*** Begin section ***

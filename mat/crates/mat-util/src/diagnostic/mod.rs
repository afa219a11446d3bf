//! Diagnostic module - Warning and error reporting infrastructure.
//!
//! The lexer never panics or returns errors for malformed input. Instead it
//! reports through a [`Handler`], which collects every [`Diagnostic`] and,
//! when created with [`Handler::new_echoing`], also writes each one to
//! standard error as it arrives.
//!
//! # Examples
//!
//! ```
//! use mat_util::diagnostic::{DiagnosticBuilder, DiagnosticCode, Handler};
//! use mat_util::Span;
//!
//! let handler = Handler::new();
//! DiagnosticBuilder::warning("unexpected character '$'")
//!     .code(DiagnosticCode::W_LEX_UNEXPECTED_CHAR)
//!     .span(Span::new(4, 5, 1, 5))
//!     .emit(&handler);
//!
//! let diags = handler.diagnostics();
//! assert_eq!(
//!     diags[0].to_string(),
//!     "warning[W1002]: unexpected character '$' at offset 4"
//! );
//! ```

mod builder;
mod codes;

pub use builder::{DiagnosticBuilder, SourceSnippet};
pub use codes::DiagnosticCode;

use crate::Span;
use serde::Serialize;
use std::cell::RefCell;
use std::fmt;

/// Diagnostic severity level
///
/// # Examples
///
/// ```
/// use mat_util::diagnostic::Level;
///
/// assert_eq!(format!("{}", Level::Error), "error");
/// assert_eq!(format!("{}", Level::Warning), "warning");
/// ```
#[derive(Clone, Copy, Debug, PartialEq, Eq, PartialOrd, Ord, Hash, Serialize)]
#[serde(rename_all = "lowercase")]
pub enum Level {
    /// Lexing cannot continue on this input
    Error,
    /// Something was skipped or rejected; output may be incomplete
    Warning,
}

impl fmt::Display for Level {
    fn fmt(&self, f: &mut fmt::Formatter<'_>) -> fmt::Result {
        match self {
            Level::Error => write!(f, "error"),
            Level::Warning => write!(f, "warning"),
        }
    }
}

/// A diagnostic message with severity and location
#[derive(Clone, Debug, PartialEq, Serialize)]
pub struct Diagnostic {
    /// Diagnostic severity level
    pub level: Level,
    /// Main diagnostic message
    pub message: String,
    /// Source location
    pub span: Span,
    /// Optional diagnostic code
    pub code: Option<DiagnosticCode>,
    /// Additional notes for context
    pub notes: Vec<String>,
    /// Source code snippets for display
    pub snippets: Vec<SourceSnippet>,
}

impl Diagnostic {
    /// Render the diagnostic with its notes and snippets, one per line.
    ///
    /// The first line is the [`Display`](fmt::Display) form.
    pub fn render(&self) -> String {
        let mut out = self.to_string();
        for snippet in &self.snippets {
            out.push('\n');
            out.push_str(&snippet.format());
        }
        for note in &self.notes {
            out.push_str("\n  = note: ");
            out.push_str(note);
        }
        out
    }
}

impl fmt::Display for Diagnostic {
    fn fmt(&self, f: &mut fmt::Formatter<'_>) -> fmt::Result {
        match self.code {
            Some(code) => write!(f, "{}[{}]: {}", self.level, code, self.message)?,
            None => write!(f, "{}: {}", self.level, self.message)?,
        }
        if self.span != Span::DUMMY {
            write!(f, " at offset {}", self.span.start)?;
        }
        Ok(())
    }
}

/// Handler for collecting and reporting diagnostics
///
/// The handler uses interior mutability so that a lexer can hold a shared
/// reference to it while the caller inspects it between steps. It is not
/// `Sync`; one handler serves one thread.
///
/// # Examples
///
/// ```
/// use mat_util::diagnostic::{DiagnosticBuilder, Handler};
///
/// let handler = Handler::new();
/// DiagnosticBuilder::error("lexing halted").emit(&handler);
///
/// if handler.has_errors() {
///     eprintln!("tokenizing failed with {} errors", handler.error_count());
/// }
/// ```
pub struct Handler {
    /// Collected diagnostics
    diagnostics: RefCell<Vec<Diagnostic>>,
    /// Whether to write each diagnostic to stderr when emitted
    echo: bool,
}

impl Handler {
    /// Create a new handler
    pub fn new() -> Self {
        Self {
            diagnostics: RefCell::new(Vec::new()),
            echo: false,
        }
    }

    /// Create a handler that also writes every diagnostic to stderr
    pub fn new_echoing() -> Self {
        Self {
            echo: true,
            ..Self::new()
        }
    }

    /// Emit a diagnostic
    fn emit(&self, diagnostic: Diagnostic) {
        if self.echo {
            eprintln!("{}", diagnostic.render());
        }
        self.diagnostics.borrow_mut().push(diagnostic);
    }

    /// Emit a pre-built diagnostic
    pub fn emit_diagnostic(&self, diagnostic: Diagnostic) {
        self.emit(diagnostic);
    }

    /// Check if any errors have been reported
    pub fn has_errors(&self) -> bool {
        self.diagnostics
            .borrow()
            .iter()
            .any(|d| d.level == Level::Error)
    }

    /// Get the number of errors
    pub fn error_count(&self) -> usize {
        self.count(Level::Error)
    }

    /// Get the number of warnings
    pub fn warning_count(&self) -> usize {
        self.count(Level::Warning)
    }

    fn count(&self, level: Level) -> usize {
        self.diagnostics
            .borrow()
            .iter()
            .filter(|d| d.level == level)
            .count()
    }

    /// Returns true if a diagnostic with `code` has been reported
    pub fn has_code(&self, code: DiagnosticCode) -> bool {
        self.diagnostics
            .borrow()
            .iter()
            .any(|d| d.code == Some(code))
    }

    /// Get all diagnostics
    pub fn diagnostics(&self) -> Vec<Diagnostic> {
        self.diagnostics.borrow().clone()
    }
}

impl Default for Handler {
    fn default() -> Self {
        Self::new()
    }
}

#[cfg(test)]
mod tests {
    use super::*;

    #[test]
    fn test_level_display() {
        assert_eq!(format!("{}", Level::Error), "error");
        assert_eq!(format!("{}", Level::Warning), "warning");
    }

    #[test]
    fn test_diagnostic_display_without_code_or_span() {
        let diag = DiagnosticBuilder::warning("something odd").build();
        assert_eq!(diag.to_string(), "warning: something odd");
    }

    #[test]
    fn test_diagnostic_display_with_code_and_span() {
        let diag = DiagnosticBuilder::error("lexing halted")
            .code(DiagnosticCode::E_LEX_HALTED)
            .span(Span::point(6, 1, 7))
            .build();
        assert_eq!(diag.to_string(), "error[E1001]: lexing halted at offset 6");
    }

    #[test]
    fn test_diagnostic_render_includes_notes_and_snippets() {
        let diag = DiagnosticBuilder::warning("unexpected character '$'")
            .span(Span::new(2, 3, 1, 3))
            .snippet(SourceSnippet::new("x $", 1, 3, 4, None::<String>))
            .note("the character was skipped")
            .build();
        let rendered = diag.render();
        let lines: Vec<&str> = rendered.lines().collect();
        assert_eq!(lines[0], "warning: unexpected character '$' at offset 2");
        assert_eq!(lines[1], "  1 | x $");
        assert_eq!(lines[3], "  = note: the character was skipped");
    }

    #[test]
    fn test_handler_new() {
        let handler = Handler::new();
        assert!(!handler.has_errors());
        assert_eq!(handler.error_count(), 0);
        assert_eq!(handler.warning_count(), 0);
    }

    #[test]
    fn test_handler_counts() {
        let handler = Handler::new();
        DiagnosticBuilder::error("e").emit(&handler);
        DiagnosticBuilder::warning("w1").emit(&handler);
        handler.emit_diagnostic(DiagnosticBuilder::warning("w2").build());

        assert!(handler.has_errors());
        assert_eq!(handler.error_count(), 1);
        assert_eq!(handler.warning_count(), 2);
        assert_eq!(handler.diagnostics().len(), 3);
    }

    #[test]
    fn test_handler_has_code() {
        let handler = Handler::new();
        DiagnosticBuilder::warning("w")
            .code(DiagnosticCode::W_LEX_UNKNOWN_ESCAPE)
            .emit(&handler);
        assert!(handler.has_code(DiagnosticCode::W_LEX_UNKNOWN_ESCAPE));
        assert!(!handler.has_code(DiagnosticCode::W_LEX_UNEXPECTED_CHAR));
    }

    #[test]
    fn test_handler_echoing_still_collects() {
        let handler = Handler::new_echoing();
        DiagnosticBuilder::warning("echoed").emit(&handler);
        assert_eq!(handler.warning_count(), 1);
    }

    #[test]
    fn test_diagnostic_serializes() {
        let diag = DiagnosticBuilder::warning("w")
            .code(DiagnosticCode::W_LEX_UNEXPECTED_CHAR)
            .span(Span::new(1, 2, 1, 2))
            .build();
        let json = serde_json::to_value(&diag).unwrap();
        assert_eq!(json["level"], "warning");
        assert_eq!(json["code"], "W1002");
        assert_eq!(json["span"]["start"], 1);
    }
}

*** End section ***

What needs to be done
Go through the listing above and return each line where the word "SourceSnippet" occurs.

Answer to this exercise
pub use builder::{DiagnosticBuilder, SourceSnippet};
    pub snippets: Vec<SourceSnippet>,
            .snippet(SourceSnippet::new("x $", 1, 3, 4, None::<String>))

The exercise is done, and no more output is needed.